The WHO director general told his 500 000 Twitter followers: “If you are 60+, or have an underlying condition like cardiovascular disease, a respiratory condition or diabetes, you have a higher risk of developing severe #COVID19. Try to avoid crowded areas, or places where you might interact with people who are sick”. Effectively the message is don’t go to the theatre or take public transport, but you are probably OK in a restaurant.
It is time for economists to engage with this disease. Risk scenarios that could be modelled are the economic costs of containment strategy including economic impact, particularly of reduced business and tourist travel under different epidemiological scenarios versus the economic costs of inaction and more infection. The reality is that global supply chains are being disrupted and many people, especially those in low paid and insecure employment, will see their incomes fall or stop. There are lessons to be drawn from previous global shocks such as 9/11 and SARS. The economic impact is the area to develop in future posts.
This is a concerning event and, to a large extent, we will have to watch as it plays out. At the outset I am writing for friends and colleagues and the man on the Clapham Omnibus, so let me turn to some practical responses. Be aware of the news. Protect yourself and others with simple common-sense precautions.
- cover your mouth and nose when you cough or sneeze and bin used tissues;
- wash hands frequently with soap and water or use an alcohol-based sanitiser;
- avoid close contact with people who are unwell;
- follow national guidelines on self-isolation if you have been exposed or feel unwell;
- do not touch your eyes, nose or mouth if your hands are not clean; and
- try to understand the science, support the scientists, and do not spread rumours.
Wearing a face mask is not complete protection, viruses can transmit through the eyes and some viral particles can penetrate masks. However, masks can capture droplets, the main transmission route. The masks are critical for people who are infected as it prevents them transmitting the virus. Good quality masks are crucial to protect health professionals.

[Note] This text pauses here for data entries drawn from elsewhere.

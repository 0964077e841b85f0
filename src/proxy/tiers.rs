//! Error-driven tier tracker for the fallback proxy list.
//!
//! Per hostname it keeps a score histogram over the configured tiers and a
//! current tier index. Reported errors bump the failing tier's score by 10;
//! every pick first decays all non-current buckets by 1 (floor 0), then
//! moves to the neighbouring tier with the lowest score, ties preferring
//! the lower index.

use dashmap::DashMap;

const ERROR_PENALTY: u32 = 10;

#[derive(Debug, Clone)]
struct HostState {
    histogram: Vec<u32>,
    current: usize,
}

impl HostState {
    fn new(tiers: usize) -> Self {
        Self { histogram: vec![0; tiers], current: 0 }
    }

    fn decay_and_pick(&mut self) -> usize {
        for (idx, bucket) in self.histogram.iter_mut().enumerate() {
            if idx != self.current {
                *bucket = bucket.saturating_sub(1);
            }
        }

        let lo = self.current.saturating_sub(1);
        let hi = (self.current + 1).min(self.histogram.len() - 1);

        let mut best = lo;
        for idx in lo..=hi {
            if self.histogram[idx] < self.histogram[best] {
                best = idx;
            }
        }

        self.current = best;
        best
    }
}

/// Thread-safe tier selection state, keyed by hostname.
#[derive(Debug)]
pub struct TierTracker {
    tiers: usize,
    hosts: DashMap<String, HostState>,
}

impl TierTracker {
    #[must_use]
    pub fn new(tiers: usize) -> Self {
        Self { tiers, hosts: DashMap::new() }
    }

    /// Pick the tier for the next request to `host`. A `pin` bypasses the
    /// histogram entirely (clamped into range).
    pub fn pick(&self, host: &str, pin: Option<usize>) -> usize {
        assert!(self.tiers > 0, "tier tracker used with no tiers configured");

        if let Some(pinned) = pin {
            let pinned = pinned.min(self.tiers - 1);
            self.hosts
                .entry(host.to_string())
                .or_insert_with(|| HostState::new(self.tiers))
                .current = pinned;
            return pinned;
        }

        let mut state = self
            .hosts
            .entry(host.to_string())
            .or_insert_with(|| HostState::new(self.tiers));
        state.decay_and_pick()
    }

    /// Record a proxy failure observed on `tier` for `host`.
    pub fn record_error(&self, host: &str, tier: usize) {
        if tier >= self.tiers {
            return;
        }
        let mut state = self
            .hosts
            .entry(host.to_string())
            .or_insert_with(|| HostState::new(self.tiers));
        state.histogram[tier] = state.histogram[tier].saturating_add(ERROR_PENALTY);
    }

    /// Current tier for a host (for diagnostics).
    #[must_use]
    pub fn current(&self, host: &str) -> Option<usize> {
        self.hosts.get(host).map(|s| s.current)
    }
}
//! The scheduler's unit of work.

use rand::RngCore;
use serde::{Deserialize, Serialize};

use crate::types::{CrawlOptions, JobKind, ScrapeOptions, SearchOptions};

/// Search-specific request data: which SERP page this message fetches.
#[derive(Debug, Clone, Serialize, Deserialize)]
pub struct SearchPageData {
    pub options: SearchOptions,
    /// 1-based page number.
    pub page: u32,
}

/// Context a queue message carries back to the processor.
#[derive(Debug, Clone, Serialize, Deserialize)]
pub struct RequestUserData {
    pub job_id: String,
    pub job_uuid: String,
    pub queue_name: String,
    pub kind: JobKind,
    /// Crawl depth of this URL (seed = 0).
    #[serde(default)]
    pub depth: u32,
    /// Per-page scrape options (template for crawl pages).
    pub options: ScrapeOptions,
    #[serde(default, skip_serializing_if = "Option::is_none")]
    pub crawl_options: Option<CrawlOptions>,
    #[serde(default, skip_serializing_if = "Option::is_none")]
    pub search: Option<SearchPageData>,
}

/// One queued engine request. Lifecycle: enqueued → processing → handled
/// (acked on success, requeued with backoff, or dead-lettered).
#[derive(Debug, Clone, Serialize, Deserialize)]
pub struct EngineRequest {
    pub url: String,
    /// Random identity for in-memory correlation (search aggregation).
    pub unique_key: String,
    /// Delivery attempt, 1-based.
    #[serde(default = "default_attempt")]
    pub attempt: u32,
    pub user_data: RequestUserData,
}

fn default_attempt() -> u32 {
    1
}

impl EngineRequest {
    #[must_use]
    pub fn new(url: impl Into<String>, user_data: RequestUserData) -> Self {
        let mut key_bytes = [0u8; 8];
        rand::rng().fill_bytes(&mut key_bytes);
        Self {
            url: url.into(),
            unique_key: hex::encode(key_bytes),
            attempt: 1,
            user_data,
        }
    }

    /// Copy for redelivery with the attempt counter bumped.
    #[must_use]
    pub fn with_retry(&self) -> Self {
        Self { attempt: self.attempt + 1, ..self.clone() }
    }

    /// Queue-level attempts allowed for this request.
    #[must_use]
    pub fn max_attempts(&self) -> u32 {
        self.user_data.options.max_attempts()
    }
}

#[cfg(test)]
mod tests {
    use super::*;
    use crate::types::Engine;

    fn request() -> EngineRequest {
        EngineRequest::new(
            "https://example.com",
            RequestUserData {
                job_id: "j".into(),
                job_uuid: "u".into(),
                queue_name: "queue:scrape:static".into(),
                kind: JobKind::Scrape,
                depth: 0,
                options: ScrapeOptions::new("https://example.com", Engine::Static),
                crawl_options: None,
                search: None,
            },
        )
    }

    #[test]
    fn unique_keys_differ() {
        assert_ne!(request().unique_key, request().unique_key);
    }

    #[test]
    fn retry_bumps_attempt_only() {
        let r = request();
        let retried = r.with_retry();
        assert_eq!(retried.attempt, 2);
        assert_eq!(retried.unique_key, r.unique_key);
        assert_eq!(retried.url, r.url);
    }

    #[test]
    fn serde_roundtrip() {
        let r = request();
        let json = serde_json::to_string(&r).unwrap();
        let back: EngineRequest = serde_json::from_str(&json).unwrap();
        assert_eq!(back.url, r.url);
        assert_eq!(back.user_data.kind, JobKind::Scrape);
    }
}
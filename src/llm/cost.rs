//! Per-call token and cost accounting for the extraction agent.

use serde::{Deserialize, Serialize};
use serde_json::Value;

use crate::error::LlmError;

/// Token usage for one call or one whole extraction.
#[derive(Debug, Clone, Copy, Default, PartialEq, Eq, Serialize, Deserialize)]
pub struct TokenUsage {
    pub input: u64,
    pub output: u64,
    pub total: u64,
}

impl TokenUsage {
    #[must_use]
    pub fn new(input: u64, output: u64) -> Self {
        Self { input, output, total: input + output }
    }

    pub fn add(&mut self, other: TokenUsage) {
        self.input += other.input;
        self.output += other.output;
        self.total += other.total;
    }
}

/// One recorded model call.
#[derive(Debug, Clone, Serialize, Deserialize)]
pub struct CostEntry {
    /// What the call was for, e.g. `extract` or `extract_chunk`.
    pub call_type: String,
    pub metadata: Value,
    pub model: String,
    pub tokens: TokenUsage,
    pub cost: f64,
}

/// Running ledger with an optional hard spend limit. The limit is checked
/// *before* dispatching a call using a projected cost; crossing it raises
/// `COST_LIMIT_EXCEEDED` without making the call.
#[derive(Debug, Default)]
pub struct CostLedger {
    entries: Vec<CostEntry>,
    limit: Option<f64>,
}

impl CostLedger {
    #[must_use]
    pub fn new(limit: Option<f64>) -> Self {
        Self { entries: Vec::new(), limit }
    }

    #[must_use]
    pub fn total_cost(&self) -> f64 {
        self.entries.iter().map(|e| e.cost).sum()
    }

    #[must_use]
    pub fn total_tokens(&self) -> TokenUsage {
        let mut usage = TokenUsage::default();
        for entry in &self.entries {
            usage.add(entry.tokens);
        }
        usage
    }

    #[must_use]
    pub fn entries(&self) -> &[CostEntry] {
        &self.entries
    }

    /// Fail if spending `projected` more would cross the limit.
    pub fn check_budget(&self, projected: f64) -> Result<(), LlmError> {
        if let Some(limit) = self.limit {
            let spent = self.total_cost();
            if spent + projected > limit {
                return Err(LlmError::CostLimitExceeded { spent, projected, limit });
            }
        }
        Ok(())
    }

    pub fn record(&mut self, entry: CostEntry) {
        self.entries.push(entry);
    }
}

#[cfg(test)]
mod tests {
    use super::*;
    use serde_json::json;

    fn entry(cost: f64, input: u64, output: u64) -> CostEntry {
        CostEntry {
            call_type: "extract".into(),
            metadata: json!({}),
            model: "test-model".into(),
            tokens: TokenUsage::new(input, output),
            cost,
        }
    }

    #[test]
    fn totals_accumulate() {
        let mut ledger = CostLedger::new(None);
        ledger.record(entry(0.01, 100, 20));
        ledger.record(entry(0.02, 200, 30));
        assert!((ledger.total_cost() - 0.03).abs() < 1e-9);
        let usage = ledger.total_tokens();
        assert_eq!(usage.input, 300);
        assert_eq!(usage.output, 50);
        assert_eq!(usage.total, 350);
    }

    #[test]
    fn budget_check_fires_before_overspend() {
        let mut ledger = CostLedger::new(Some(0.05));
        ledger.record(entry(0.04, 10, 10));
        assert!(ledger.check_budget(0.005).is_ok());
        let err = ledger.check_budget(0.02).unwrap_err();
        assert!(matches!(err, LlmError::CostLimitExceeded { .. }));
    }

    #[test]
    fn no_limit_never_fires() {
        let ledger = CostLedger::new(None);
        assert!(ledger.check_budget(f64::MAX / 4.0).is_ok());
    }
}
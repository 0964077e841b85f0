//! Engine adapter layer: three rendering backends behind one contract.
//!
//! The dispatcher resolves the outbound proxy, runs the right engine, and
//! retries transient proxy faults (re-consulting the tier tracker each
//! time). Downstream stages receive an [`EngineOutput`] with the sealed
//! [`EngineContext`] capability variant.

pub mod adblock;
pub mod browser_engine;
pub mod context;
pub mod fingerprint;
pub mod launcher;
pub mod session;
pub mod static_engine;

use std::sync::Arc;
use tracing::{debug, info};
use url::Url;

use crate::error::EngineError;
use crate::proxy::{ProxyRouter, ProxySelection};
use crate::types::{Engine, ScrapeOptions, clamp_timeout_ms};

pub use context::{EngineContext, EngineOutput};
pub use launcher::LaunchOptions;
pub use session::SessionPool;

use browser_engine::BrowserEngine;
use static_engine::StaticEngine;

/// Transient-proxy retries within one engine run.
const MAX_PROXY_RETRIES: u32 = 3;

/// Everything an engine needs to fetch one URL.
#[derive(Debug, Clone)]
pub struct FetchSpec {
    pub url: Url,
    pub engine: Engine,
    pub timeout_ms: u64,
    pub wait_for_ms: Option<u64>,
    pub proxy: Option<ProxySelection>,
}

impl FetchSpec {
    #[must_use]
    pub fn proxy_url(&self) -> Option<&str> {
        self.proxy.as_ref().map(|p| p.url.as_str())
    }
}

/// Front door for all fetching: owns the engines and the proxy router.
pub struct EngineDispatcher {
    static_engine: StaticEngine,
    browser_engine: BrowserEngine,
    sessions: Arc<SessionPool>,
    proxy_router: Arc<ProxyRouter>,
}

impl EngineDispatcher {
    #[must_use]
    pub fn new(
        launch_defaults: LaunchOptions,
        user_agent: Option<String>,
        ignore_ssl_errors: bool,
        keep_alive: bool,
        proxy_router: Arc<ProxyRouter>,
    ) -> Self {
        let sessions = Arc::new(SessionPool::new(launch_defaults));
        Self {
            static_engine: StaticEngine::new(user_agent, ignore_ssl_errors, keep_alive),
            browser_engine: BrowserEngine::new(Arc::clone(&sessions)),
            sessions,
            proxy_router,
        }
    }

    /// Fetch one URL under the request's options.
    ///
    /// Proxy resolution happens here; transient proxy faults are reported
    /// to the tier tracker and retried with a fresh selection.
    pub async fn run(&self, options: &ScrapeOptions) -> Result<EngineOutput, EngineError> {
        let url = Url::parse(&options.url)
            .map_err(|e| EngineError::Validation(format!("invalid URL {}: {e}", options.url)))?;
        if !matches!(url.scheme(), "http" | "https") {
            return Err(EngineError::Validation(format!(
                "unsupported scheme: {}",
                url.scheme()
            )));
        }

        let mut attempt = 0;
        loop {
            attempt += 1;

            let proxy = self
                .proxy_router
                .resolve(&url, options.proxy.as_deref(), None)
                .map_err(|e| EngineError::proxy_from_message(e.to_string()))?;

            let spec = FetchSpec {
                url: url.clone(),
                engine: options.engine,
                timeout_ms: clamp_timeout_ms(options.timeout_ms),
                wait_for_ms: options.wait_for_ms,
                proxy,
            };

            let result = match spec.engine {
                Engine::Static => self.static_engine.fetch(&spec).await,
                Engine::Browser | Engine::Stealth => self.browser_engine.fetch(&spec).await,
            };

            match result {
                Ok(output) => return Ok(output),
                Err(e) => {
                    if let (EngineError::Proxy { transient: true, .. }, Some(selection)) =
                        (&e, &spec.proxy)
                    {
                        if let Some(tier) = selection.tier {
                            let host = spec.url.host_str().unwrap_or_default();
                            self.proxy_router.report_error(host, tier);
                        }
                        if attempt < MAX_PROXY_RETRIES {
                            debug!(url = %spec.url, attempt, "transient proxy fault, retrying");
                            continue;
                        }
                    }
                    return Err(e);
                }
            }
        }
    }

    /// Release engine resources held by an output after extraction.
    ///
    /// Browser pages are closed; the session returns to the pool on success
    /// and is rotated away on failure (unless the status is one of the
    /// configured blocked codes, which keep the session).
    pub async fn finish(&self, output: EngineOutput, success: bool) {
        let status = output.status;
        if let EngineContext::Browser { page, session, .. } = output.context {
            if let Err(e) = page.close().await {
                debug!("closing page failed: {e}");
            }
            let keep = success || session::status_keeps_session(status);
            if keep {
                self.sessions.release(*session).await;
            } else {
                self.sessions.rotate(*session).await;
            }
        }
    }

    /// Drain the browser session pool (graceful shutdown).
    pub async fn shutdown(&self) {
        self.sessions.shutdown().await;
        info!("engine dispatcher shut down");
    }
}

The restrictions on gatherings make sense. France has a temporary ban on public gatherings of more than 5 000 people in confined spaces. A half-marathon of 40 000 runners scheduled for 1 March in Paris was cancelled. Switzerland has banned events of more than 1 000 people. The logic is that these events are not currently high risk but contact tracing would be nigh on impossible. Closing schools, especially for younger children makes sense; parents know they are petri dishes for infections.
I am not going to write anymore on this. It has taken me six pages to get to this point. I know something about the implications of disease and shocks on economies. This may well be the most important aspect of the Covid-19 outbreak, and I have not done it justice. It is my intention to revisit this document once a week and write something. I will post on my blog and notify Facebook friends.
- Prepared by Professor Alan Whiteside, OBE, Chair of Global Health Policy, BSIA, Waterloo, Canada and Professor Emeritus, University of KwaZulu-Natal www.alan-whiteside.com.